Mistake 1: Waiting Until It Is Too Late
The most catastrophic mistake you can make is procrastination. The law requires you to have “testamentary capacity” when you sign the document, meaning you must fully understand the nature and effect of what you are signing. If you suffer a severe stroke or advance into the later stages of Alzheimer’s disease, you lose the legal capacity to designate an agent. At that point, your family’s only recourse is to hire a lawyer and petition a court for guardianship. This process is public, deeply intrusive, highly expensive, and strips you of your fundamental rights. Establish your plans while your mind is sharp and your health is intact.
Mistake 2: Failing to Communicate Your Wishes
Naming an agent without discussing your financial philosophies and expectations creates a recipe for disaster. Does your agent know how you prefer to invest? Do they know which local charities you support annually? Do they understand your stance on selling the family home versus liquidating other assets to pay for in-home care? Sit down with your chosen representative and have a frank, detailed conversation about your financial values. Write down a letter of instruction to accompany the legal document, providing a roadmap for how you want your money managed.

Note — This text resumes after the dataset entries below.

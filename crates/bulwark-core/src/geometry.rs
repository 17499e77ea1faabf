//! Pure geometric predicates over degree-based coordinates.
//!
//! The source of truth for every spatial decision the planner makes.
//! No storage engine involved — everything here is unit-testable math.

use rand::Rng;
use serde::{Deserialize, Serialize};

use crate::types::GeoPoint;

/// A simple polygon as a closed ring of (lon, lat) vertices.
///
/// The ring may be given open (last vertex != first); `contains` treats
/// it as implicitly closed.
#[derive(Debug, Clone, Default, PartialEq, Serialize, Deserialize)]
pub struct Polygon {
    pub ring: Vec<[f64; 2]>,
}

impl Polygon {
    pub fn new(ring: Vec<[f64; 2]>) -> Self {
        Self { ring }
    }

    pub fn is_empty(&self) -> bool {
        self.ring.len() < 3
    }

    /// Axis-aligned bounding box as (min_lon, min_lat, max_lon, max_lat).
    pub fn bounding_box(&self) -> Option<(f64, f64, f64, f64)> {
        if self.ring.is_empty() {
            return None;
        }
        let mut min_lon = f64::INFINITY;
        let mut min_lat = f64::INFINITY;
        let mut max_lon = f64::NEG_INFINITY;
        let mut max_lat = f64::NEG_INFINITY;
        for &[lon, lat] in &self.ring {
            min_lon = min_lon.min(lon);
            min_lat = min_lat.min(lat);
            max_lon = max_lon.max(lon);
            max_lat = max_lat.max(lat);
        }
        Some((min_lon, min_lat, max_lon, max_lat))
    }

    /// Area-weighted centroid (shoelace). Falls back to the vertex mean
    /// for degenerate (zero-area) rings.
    pub fn centroid(&self) -> Option<GeoPoint> {
        if self.is_empty() {
            return None;
        }
        let n = self.ring.len();
        let mut area2 = 0.0;
        let mut cx = 0.0;
        let mut cy = 0.0;
        for i in 0..n {
            let [x0, y0] = self.ring[i];
            let [x1, y1] = self.ring[(i + 1) % n];
            let cross = x0 * y1 - x1 * y0;
            area2 += cross;
            cx += (x0 + x1) * cross;
            cy += (y0 + y1) * cross;
        }
        if area2.abs() < f64::EPSILON {
            let (mut mx, mut my) = (0.0, 0.0);
            for &[x, y] in &self.ring {
                mx += x;
                my += y;
            }
            return Some(GeoPoint::new(mx / n as f64, my / n as f64, 0.0));
        }
        let scale = 1.0 / (3.0 * area2);
        Some(GeoPoint::new(cx * scale, cy * scale, 0.0))
    }

    /// Ray-casting point-in-polygon test. Points exactly on an edge are
    /// not guaranteed either way.
    pub fn contains(&self, lon: f64, lat: f64) -> bool {
        if self.is_empty() {
            return false;
        }
        let n = self.ring.len();
        let mut inside = false;
        let mut j = n - 1;
        for i in 0..n {
            let [xi, yi] = self.ring[i];
            let [xj, yj] = self.ring[j];
            if ((yi > lat) != (yj > lat))
                && (lon < (xj - xi) * (lat - yi) / (yj - yi) + xi)
            {
                inside = !inside;
            }
            j = i;
        }
        inside
    }

    /// Random point inside the polygon by rejection sampling over the
    /// bounding box. Falls back to the centroid if sampling keeps
    /// missing (thin slivers).
    pub fn random_point_in<R: Rng>(&self, rng: &mut R) -> Option<GeoPoint> {
        let (min_lon, min_lat, max_lon, max_lat) = self.bounding_box()?;
        for _ in 0..256 {
            let lon = rng.gen_range(min_lon..=max_lon);
            let lat = rng.gen_range(min_lat..=max_lat);
            if self.contains(lon, lat) {
                return Some(GeoPoint::new(lon, lat, 0.0));
            }
        }
        self.centroid()
    }
}

/// Whether `point` lies within `radius_deg` of `center` in the
/// horizontal plane. The buffer test behind threat classification:
/// protected points sit at altitude zero and their danger radius is a
/// horizontal disc.
pub fn within_buffer(point: &GeoPoint, center: &GeoPoint, radius_deg: f64) -> bool {
    point.horizontal_range_to(center) <= radius_deg
}

/// Index of the nearest point of a slice by 3D distance, first wins on
/// ties. Returns `None` on an empty slice.
pub fn nearest_index(from: &GeoPoint, candidates: &[GeoPoint]) -> Option<usize> {
    let mut best: Option<(usize, f64)> = None;
    for (i, c) in candidates.iter().enumerate() {
        let d = from.range3d_to(c);
        match best {
            Some((_, bd)) if d >= bd => {}
            _ => best = Some((i, d)),
        }
    }
    best.map(|(i, _)| i)
}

Mistake 3: Appointing Co-Agents Unwisely
Some seniors attempt to avoid family conflict by naming two or more children as co-agents, requiring them to act jointly. While this sounds fair in theory, it often creates a logistical nightmare. If your co-agents must sign every single check or authorize every bank transfer together, managing your daily finances becomes incredibly cumbersome, especially if they live in different cities. Worse, if they disagree on a financial decision—such as whether to sell a poorly performing stock—your assets remain paralyzed while they argue. If you must name co-agents, explicitly state in the document that they may act “jointly and severally,” meaning either one can legally act independently of the other.

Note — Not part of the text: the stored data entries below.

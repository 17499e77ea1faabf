//! Trajectory extrapolation — velocity from two samples, then a lazy
//! forward walk of predicted positions.

use bulwark_core::errors::DefenseError;
use bulwark_core::types::{GeoPoint, GeoVelocity};

use crate::track_store::Sample;

/// Per-axis velocity estimate between two chronologically ordered
/// samples of the same missile.
///
/// Identical (or reversed) timestamps leave the velocity undefined and
/// are rejected; the caller keeps the newest ping as the track's only
/// sample and retries on the next sweep.
pub fn velocity_between(
    missile_id: i64,
    previous: &Sample,
    current: &Sample,
) -> Result<GeoVelocity, DefenseError> {
    let dt = current.time_secs - previous.time_secs;
    if dt <= 0.0 {
        return Err(DefenseError::InvalidSampleInterval { missile_id });
    }
    Ok(GeoVelocity::new(
        (current.position.lon - previous.position.lon) / dt,
        (current.position.lat - previous.position.lat) / dt,
        (current.position.alt - previous.position.alt) / dt,
    ))
}

/// One step of a predicted trajectory.
#[derive(Debug, Clone, Copy, PartialEq)]
pub struct PredictedPoint {
    /// Seconds ahead of the last sample (1-based).
    pub step: u32,
    pub position: GeoPoint,
    /// Absolute time of this point: `now + step`.
    pub time_secs: f64,
}

/// A lazy, finite forward extrapolation: `origin + velocity * k` for
/// k = 1..=horizon, tagged with absolute times.
///
/// Copyable scratch state — each planning pass re-walks it; nothing is
/// materialized or retained between sweeps.
#[derive(Debug, Clone, Copy)]
pub struct Prediction {
    origin: GeoPoint,
    velocity: GeoVelocity,
    now_secs: f64,
    horizon: u32,
}

impl Prediction {
    pub fn new(origin: GeoPoint, velocity: GeoVelocity, now_secs: f64, horizon: u32) -> Self {
        Self {
            origin,
            velocity,
            now_secs,
            horizon,
        }
    }

    pub fn velocity(&self) -> GeoVelocity {
        self.velocity
    }

    pub fn iter(&self) -> PredictionIter {
        PredictionIter {
            prediction: *self,
            next_step: 1,
        }
    }

    /// Whether any predicted point is at or above ground level. A
    /// trajectory entirely below ground has already impacted.
    pub fn any_above_ground(&self) -> bool {
        self.iter().any(|p| p.position.alt >= 0.0)
    }
}

impl IntoIterator for Prediction {
    type Item = PredictedPoint;
    type IntoIter = PredictionIter;

    fn into_iter(self) -> Self::IntoIter {
        self.iter()
    }
}

pub struct PredictionIter {
    prediction: Prediction,
    next_step: u32,
}

impl Iterator for PredictionIter {
    type Item = PredictedPoint;

    fn next(&mut self) -> Option<PredictedPoint> {
        if self.next_step > self.prediction.horizon {
            return None;
        }
        let step = self.next_step;
        self.next_step += 1;
        let secs = step as f64;
        Some(PredictedPoint {
            step,
            position: self.prediction.origin.advanced_by(&self.prediction.velocity, secs),
            time_secs: self.prediction.now_secs + secs,
        })
    }

    fn size_hint(&self) -> (usize, Option<usize>) {
        let remaining = self
            .prediction
            .horizon
            .saturating_sub(self.next_step - 1) as usize;
        (remaining, Some(remaining))
    }
}

#[cfg(test)]
mod tests {
    use super::*;

    fn sample(lon: f64, lat: f64, alt: f64, t: f64) -> Sample {
        Sample {
            position: GeoPoint::new(lon, lat, alt),
            time_secs: t,
        }
    }

    #[test]
    fn test_velocity_sign_and_magnitude() {
        let v = velocity_between(
            1,
            &sample(0.0, 0.0, 0.0, 0.0),
            &sample(2.0, 4.0, 0.0, 2.0),
        )
        .unwrap();
        assert_eq!(v, GeoVelocity::new(1.0, 2.0, 0.0));
        // Velocity applied for k seconds gives the per-step offset.
        let origin = GeoPoint::default();
        assert_eq!(origin.advanced_by(&v, 1.0), GeoPoint::new(1.0, 2.0, 0.0));
        assert_eq!(origin.advanced_by(&v, 5.0), GeoPoint::new(5.0, 10.0, 0.0));
    }

    #[test]
    fn test_prediction_walks_from_latest_sample() {
        let current = sample(2.0, 4.0, 0.0, 2.0);
        let v = velocity_between(1, &sample(0.0, 0.0, 0.0, 0.0), &current).unwrap();
        let now = 100.0;
        let prediction = Prediction::new(current.position, v, now, 10);
        let points: Vec<PredictedPoint> = prediction.iter().collect();
        assert_eq!(points.len(), 10);
        // k = 1: one velocity step past the newest sample, at now + 1.
        assert_eq!(points[0].position, GeoPoint::new(3.0, 6.0, 0.0));
        assert_eq!(points[0].time_secs, 101.0);
        assert_eq!(points[4].position, GeoPoint::new(7.0, 14.0, 0.0));
        assert_eq!(points[4].time_secs, 105.0);
    }

    #[test]
    fn test_zero_interval_rejected() {
        let err = velocity_between(
            9,
            &sample(0.0, 0.0, 0.0, 5.0),
            &sample(1.0, 1.0, 0.0, 5.0),
        )
        .unwrap_err();
        assert!(matches!(
            err,
            DefenseError::InvalidSampleInterval { missile_id: 9 }
        ));
    }

    #[test]
    fn test_descending_velocity_goes_below_ground() {
        let current = sample(0.0, 0.0, 2.5, 1.0);
        let v = velocity_between(1, &sample(0.0, 0.0, 3.5, 0.0), &current).unwrap();
        let prediction = Prediction::new(current.position, v, 0.0, 5);
        // Altitudes: 1.5, 0.5, -0.5, -1.5, -2.5.
        let above: Vec<u32> = prediction
            .iter()
            .filter(|p| p.position.alt >= 0.0)
            .map(|p| p.step)
            .collect();
        assert_eq!(above, vec![1, 2]);
        assert!(prediction.any_above_ground());

        let sunk = Prediction::new(GeoPoint::new(0.0, 0.0, -10.0), v, 0.0, 5);
        assert!(!sunk.any_above_ground());
    }
}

Mistake 4: Hiding the Document
Security is important, but excessive secrecy defeats the purpose of the plan. Storing the sole original copy in a locked bank safe deposit box creates a paradox: your agent needs the document to access the box, but they cannot get into the box without the document. Store your original documents in a fireproof home safe, and ensure your agent knows the combination or has a key. Inform your primary care physician, your financial advisor, and close family members where the critical files are located.

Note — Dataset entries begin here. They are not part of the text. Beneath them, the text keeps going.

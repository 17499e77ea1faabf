//! Missile specification key: classification label -> speed and radius
//! categories.
//!
//! Categories are worthless without conversion to an outside scale; the
//! fixed tables in `constants` do that conversion. Both hostile missiles
//! and interceptors are looked up here.

use std::collections::BTreeMap;

use serde::{Deserialize, Serialize};

use crate::constants::{meters_to_degrees, speed_category_meters, RADIUS_METERS_PER_CATEGORY};

/// One class of missile: a label plus 1-9 speed and radius categories.
#[derive(Debug, Clone, PartialEq, Eq, Serialize, Deserialize)]
pub struct MissileSpec {
    pub label: String,
    pub speed_category: u8,
    pub radius_category: u8,
}

impl MissileSpec {
    pub fn new(label: &str, speed_category: u8, radius_category: u8) -> Self {
        Self {
            label: label.to_string(),
            speed_category,
            radius_category,
        }
    }
}

/// Lookup table from classification label to spec.
#[derive(Debug, Clone, Default, Serialize, Deserialize)]
pub struct SpecKey {
    by_label: BTreeMap<String, MissileSpec>,
}

impl SpecKey {
    /// The standard spec key shared between attackers and defenders.
    pub fn standard() -> Self {
        Self::from_specs(vec![
            MissileSpec::new("Atlas", 1, 7),
            MissileSpec::new("Harpoon", 2, 8),
            MissileSpec::new("Hellfire", 3, 7),
            MissileSpec::new("Javelin", 4, 7),
            MissileSpec::new("Minuteman", 5, 9),
            MissileSpec::new("Patriot", 6, 6),
            MissileSpec::new("Peacekeeper", 7, 6),
            MissileSpec::new("SeaSparrow", 8, 5),
            MissileSpec::new("Titan", 8, 5),
            MissileSpec::new("Tomahawk", 9, 6),
            MissileSpec::new("Trident", 9, 9),
        ])
    }

    pub fn from_specs(specs: Vec<MissileSpec>) -> Self {
        let mut by_label = BTreeMap::new();
        for spec in specs {
            by_label.insert(spec.label.clone(), spec);
        }
        Self { by_label }
    }

    /// Add or replace a spec entry.
    pub fn insert(&mut self, spec: MissileSpec) {
        self.by_label.insert(spec.label.clone(), spec);
    }

    pub fn get(&self, label: &str) -> Option<&MissileSpec> {
        self.by_label.get(label)
    }

    /// Danger radius for a hostile missile label, in degrees.
    pub fn danger_radius_degrees(&self, label: &str) -> Option<f64> {
        self.get(label)
            .map(|s| meters_to_degrees(s.radius_category as f64 * RADIUS_METERS_PER_CATEGORY))
    }

    /// Flight speed for an interceptor label, in degrees per second.
    pub fn speed_degrees(&self, label: &str) -> Option<f64> {
        self.get(label)
            .map(|s| meters_to_degrees(speed_category_meters(s.speed_category)))
    }
}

Mistake 5: Neglecting to Update the Plan
A power of attorney for seniors is not a “set it and forget it” mechanism. Life circumstances change constantly. If your named agent files for bankruptcy, moves to another country, develops their own health issues, or passes away, your document becomes virtually useless. Additionally, state laws regarding financial powers periodically change, and banks often cast suspicion on documents that are more than a decade old, fearing they might have been secretly revoked. Review your legal documents every three to five years, or after any major life event such as a death, divorce, or significant shift in your financial standing.